Two Thunderbird steps forward, one Thunderbird step back

Thunderbird continues to amaze me.1

One feature that I hadn't started using until a couple of weeks ago was Thunderbird's built-in spam detection. I mostly didn't use it because it looked like it never worked. It didn't mark anything as spam, and I thought "Well, this is a crappy filter."

It turns out that I was just a crappy user.

You have to train it to recognize the spam by tagging spam messages as junk. Then it learns from this, and actually starts detecting the spam. Who knew?

(Yes, yes... this may seem obvious to some, but... try not to laugh. I come from a spamassassin/mutt-based world, where most of the spam detection heuristics used are either network-based or based in rules that ship with the software. I didn't expect that I'd have to actively train Thunderbird, because I was expecting a spamassassin-like experience. I also haven't seen any obvious documentation on this aspect of Thunderbird, a problem I know Sheppy is hard at work fixing, which is awesome.)

Now that I've trained it, and setup a filter to auto-move spam to junk, my inbox is much cleaner. And it seemingly hasn't [incorrectly] grabbed any ham yet.

In talking with Scott about it, he said optimally, you should mark about 20-50 messages as ham, in addition to marking spam the filter doesn't catch. This helps build its ruleset so that it understands what kind of ham your inbox gets. This feature isn't as "discoverable" as marking messages as spam; you have to go to Message -> Mark -> As Not Junk (aka Shift+J).

The other cool "Wow, it just works" Thunderbird feature I ran into that really impressed me was a message that had "^2" in it. Thunderbird (correctly) rendered this in the message as a superscript "2".

***
A coincident development with starting to use Thunderbird was the need to read more blogs, mostly because so much community-communication goes on through people's blogs.

Today, I bit the bullet and begrudgingly moved work-related blog-reading over to [the new incarnation of] Google Reader. I had been using Thunderbird for this task, but I have an installation of Thunderbird on my work laptop and work desktop, and I found that because it has no way2 of syncing the read-lists of blog posts I've read, I either a) don't use it, or b) have to wade through a bunch of posts I've already read.

We'll see how it goes with Google Reader, but I'd rather use Thunderbird. I'm not a huge fan of not-knowing what data Google Reader is collecting about what I may (or may not) be reading.

____________________________________
1 To be clear, in the good way...
2 That I know of?

Comments

Thunderbird's spam filtering was the only reason I kept using it every day. It caught every single bit, with only two false negatives, and no false positives.

For the gui mouse oriented people, if you have the junk column in your message view enabled, you can just click in the column and it will flip the junk bit.

Thunderbird's RSS capabilities broke my heart though. Theres no decent feed reader for Windows.
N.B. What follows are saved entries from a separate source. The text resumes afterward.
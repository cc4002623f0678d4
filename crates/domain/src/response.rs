//! Tagged call outcomes.
//!
//! Every API call resolves to `Result<T, Failure>`. A [`Failure`] always
//! names exactly one [`Error`], and may still carry whatever data could be
//! salvaged from the response (an HTTP error body that decodes as JSON, the
//! raw body of a failed signed POST, ...).

use serde_json::Value;

use crate::error::{Error, ErrorKind};

/// Best-effort data surfaced alongside a failure.
#[derive(Debug, Clone, PartialEq)]
pub enum Payload {
    /// The body (or its padded JSON span) decoded successfully.
    Json(Value),
    /// The body could not be decoded, or decoding was never attempted.
    Raw(String),
}

impl Payload {
    pub fn as_json(&self) -> Option<&Value> {
        match self {
            Payload::Json(v) => Some(v),
            Payload::Raw(_) => None,
        }
    }

    pub fn as_raw(&self) -> Option<&str> {
        match self {
            Payload::Json(_) => None,
            Payload::Raw(s) => Some(s),
        }
    }
}

/// A failed call: the error plus any partial data.
#[derive(Debug)]
pub struct Failure {
    pub error: Error,
    pub data: Option<Payload>,
}

impl Failure {
    /// A failure with nothing salvaged.
    pub fn bare(error: Error) -> Self {
        Self { error, data: None }
    }

    pub fn with_data(error: Error, data: Payload) -> Self {
        Self {
            error,
            data: Some(data),
        }
    }

    pub fn kind(&self) -> ErrorKind {
        self.error.kind()
    }

    pub fn json(&self) -> Option<&Value> {
        self.data.as_ref().and_then(Payload::as_json)
    }
}

impl From<Error> for Failure {
    fn from(error: Error) -> Self {
        Failure::bare(error)
    }
}

impl std::fmt::Display for Failure {
    fn fmt(&self, f: &mut std::fmt::Formatter<'_>) -> std::fmt::Result {
        std::fmt::Display::fmt(&self.error, f)
    }
}

impl std::error::Error for Failure {
    fn source(&self) -> Option<&(dyn std::error::Error + 'static)> {
        Some(&self.error)
    }
}

/// Outcome of a call that may fail with partial data.
pub type ApiResult<T> = std::result::Result<T, Failure>;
Does anyone else have the problem of duplicated entries in their feeds in Thunderbird 2.0 beta 1? I've checked the RSS and it's not that, so it must be a problem with Thunderbird itself. It "re-recognises" posts it's already got when you do a "Check this account", sometimes up to four times...

I've searched Bugzilla and can't find much. Yes, I know I should file a bug...
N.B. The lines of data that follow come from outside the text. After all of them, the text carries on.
//! Raw HTTP transport for the comet channel.
//!
//! The comet poll is a plain (unsigned) GET whose body may trickle in over
//! a long period. [`CometTransport::open`] returns once response headers
//! arrive; the body is then pulled chunk by chunk so the caller can enforce
//! an inactivity timeout between chunks.

use async_trait::async_trait;
use plurk_domain::config::CometConfig;
use plurk_domain::error::{Error, Result};
use reqwest::{Client, Response};

/// Opens comet GET requests.
#[async_trait]
pub trait CometTransport: Send + Sync {
    async fn open(&self, url: &str) -> Result<Box<dyn CometBody>>;
}

/// A response whose headers have arrived and whose body is still streaming.
#[async_trait]
pub trait CometBody: Send {
    fn status(&self) -> u16;

    /// The next body chunk, or `None` once the body is complete.
    async fn next_chunk(&mut self) -> Result<Option<Vec<u8>>>;
}

// ━━━━━━━━━━━━━━━━━━━━━━━━━━━━━━━━━━━━━━━━━━━━━━━━━━━━━━━━━━━━━━━━━━
// reqwest-backed transport
// ━━━━━━━━━━━━━━━━━━━━━━━━━━━━━━━━━━━━━━━━━━━━━━━━━━━━━━━━━━━━━━━━━━

/// Comet transport with its own `reqwest::Client`.
///
/// The client is separate from the signer's so that relaxing certificate
/// validation for the comet host never affects signed API traffic. No
/// overall request timeout is set; inactivity is enforced by the poller.
#[derive(Debug, Clone)]
pub struct ReqwestCometTransport {
    http: Client,
}

impl ReqwestCometTransport {
    pub fn new(cfg: &CometConfig) -> Result<Self> {
        let http = Client::builder()
            .danger_accept_invalid_certs(cfg.accept_invalid_certs)
            .build()
            .map_err(|e| Error::Config(format!("comet HTTP client build failed: {e}")))?;
        Ok(Self { http })
    }
}

#[async_trait]
impl CometTransport for ReqwestCometTransport {
    async fn open(&self, url: &str) -> Result<Box<dyn CometBody>> {
        let resp = self.http.get(url).send().await.map_err(from_reqwest)?;
        Ok(Box::new(ReqwestBody(resp)))
    }
}

struct ReqwestBody(Response);

#[async_trait]
impl CometBody for ReqwestBody {
    fn status(&self) -> u16 {
        self.0.status().as_u16()
    }

    async fn next_chunk(&mut self) -> Result<Option<Vec<u8>>> {
        let chunk = self.0.chunk().await.map_err(from_reqwest)?;
        Ok(chunk.map(|bytes| bytes.to_vec()))
    }
}

// ━━━━━━━━━━━━━━━━━━━━━━━━━━━━━━━━━━━━━━━━━━━━━━━━━━━━━━━━━━━━━━━━━━
// Error conversion helper
// ━━━━━━━━━━━━━━━━━━━━━━━━━━━━━━━━━━━━━━━━━━━━━━━━━━━━━━━━━━━━━━━━━━

/// Convert a `reqwest::Error` into a domain `Error`.
///
/// Timeout errors become `Error::Timeout`; everything else becomes
/// `Error::Transport`.
pub fn from_reqwest(e: reqwest::Error) -> Error {
    if e.is_timeout() {
        Error::Timeout(e.to_string())
    } else {
        Error::Transport(e.to_string())
    }
}

#[cfg(test)]
mod tests {
    use std::time::Duration;

    use super::*;
    use crate::test_support::serve_once;

    async fn drain(body: &mut Box<dyn CometBody>) -> String {
        let mut bytes = Vec::new();
        while let Some(chunk) = body.next_chunk().await.unwrap() {
            bytes.extend_from_slice(&chunk);
        }
        String::from_utf8(bytes).unwrap()
    }

    #[tokio::test]
    async fn error_status_still_delivers_body() {
        let payload = r#"CometChannel.scriptCallback({"new_offset":3,"data":[]});"#;
        let (base, server) = serve_once(500, payload, Duration::ZERO).await;
        let transport = ReqwestCometTransport::new(&CometConfig::default()).unwrap();

        let mut body = transport
            .open(&format!("{base}comet?channel=generic-1&offset=2"))
            .await
            .unwrap();
        assert_eq!(body.status(), 500);
        assert_eq!(drain(&mut body).await, payload);

        let seen = server.await.unwrap();
        assert_eq!(seen.method, "GET");
        assert_eq!(seen.path, "/comet?channel=generic-1&offset=2");
        assert!(seen.headers.get("authorization").is_none());
    }

    #[tokio::test]
    async fn refused_connection_is_a_transport_error() {
        let listener = tokio::net::TcpListener::bind("127.0.0.1:0").await.unwrap();
        let addr = listener.local_addr().unwrap();
        drop(listener);

        let transport = ReqwestCometTransport::new(&CometConfig::default()).unwrap();
        let err = match transport.open(&format!("http://{addr}/comet")).await {
            Ok(_) => panic!("open should fail"),
            Err(e) => e,
        };
        assert!(matches!(err, Error::Transport(_)), "{err:?}");
    }
}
If I had the time, I'd try it out again, but I removed the spam column from Thunderbird because I was never able to get it to stop classifying my ham as spam. This is odd since nothing gets to Thunderbird until it's already been put through the whole anti-spam system on my server. Very very little Thunderbird ever sees is spam, it just seems to think it all is (spam). I suspect this is at least partly because I'm on SPAM-L and spamtools, and there doesn't seem to be any way to tell Thunderbird to ignore that mail when doing whatever it is it does.
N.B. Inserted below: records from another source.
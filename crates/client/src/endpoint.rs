//! Path resolution against the API base URL.
//!
//! Every API path lives under the `APP/` namespace. Callers may spell a
//! path with or without the namespace and with or without a leading slash;
//! [`Endpoint::resolve`] places the namespace exactly once.

const NAMESPACE: &str = "APP";

/// The API origin, always stored with a trailing `/`.
#[derive(Debug, Clone, PartialEq, Eq)]
pub struct Endpoint {
    base: String,
}

impl Endpoint {
    pub fn new(base_url: &str) -> Self {
        let mut base = base_url.trim().to_owned();
        if !base.ends_with('/') {
            base.push('/');
        }
        Self { base }
    }

    pub fn base(&self) -> &str {
        &self.base
    }

    /// Resolve an API path fragment to an absolute URL.
    ///
    /// `"/APP/Foo"`, `"APP/Foo"`, `"/Foo"` and `"Foo"` all resolve to
    /// `<base>APP/Foo`.
    pub fn resolve(&self, path: &str) -> String {
        if let Some(rest) = path.strip_prefix('/') {
            if rest.starts_with("APP/") {
                format!("{}{rest}", self.base)
            } else {
                format!("{}{NAMESPACE}{path}", self.base)
            }
        } else if path.starts_with("APP/") {
            format!("{}{path}", self.base)
        } else {
            format!("{}{NAMESPACE}/{path}", self.base)
        }
    }

    /// Join a path outside the API namespace (OAuth endpoints and pages).
    pub fn page(&self, path: &str) -> String {
        format!("{}{}", self.base, path.trim_start_matches('/'))
    }

    /// Strip the base from an absolute URL produced by this endpoint.
    pub fn fragment_of<'a>(&self, url: &'a str) -> Option<&'a str> {
        url.strip_prefix(self.base.as_str())
    }
}

impl Default for Endpoint {
    fn default() -> Self {
        Self::new("https://www.plurk.com/")
    }
}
It still thinks every mail I get from LiveJournal is a phishing scam for some reason.

You said that you're using T-bird on a laptop and a desktop and have trouble synching them?

Try portable T-bird. I'm on the road a lot. So I put portable T-bird on a Seagate 5GB pocket drive. Now I can check email from the desktop, my notebook and from any Internet connected 'puter running Win XP. Pretty cool!

I've been using Thunderbird for decades and the spam filter is one of the reasons why. It will sometimes grab some ham and sometimes miss some spam, but overall it's highly accurate.

I've also got your problem with Thunderbird's RSS reading. You're not able to share your feeds and the read status on two machines. A good complete sycnhing utility is needed for this. Thunderbird should definitely look into this.

I love T-Bird's spam filter and it is one of the main reasons I continue to use it. The only problem I have had with it is when I have accidently marked ham as spam (the junk flag is right next to read status, argh). I will re-mark the items as "not junk" but it seems to mess up the training and I will invariably start getting false hits. However, you can go in and reset the filter if you are getting too many ham messages caught and retrain the filter again. I have had to do this several times.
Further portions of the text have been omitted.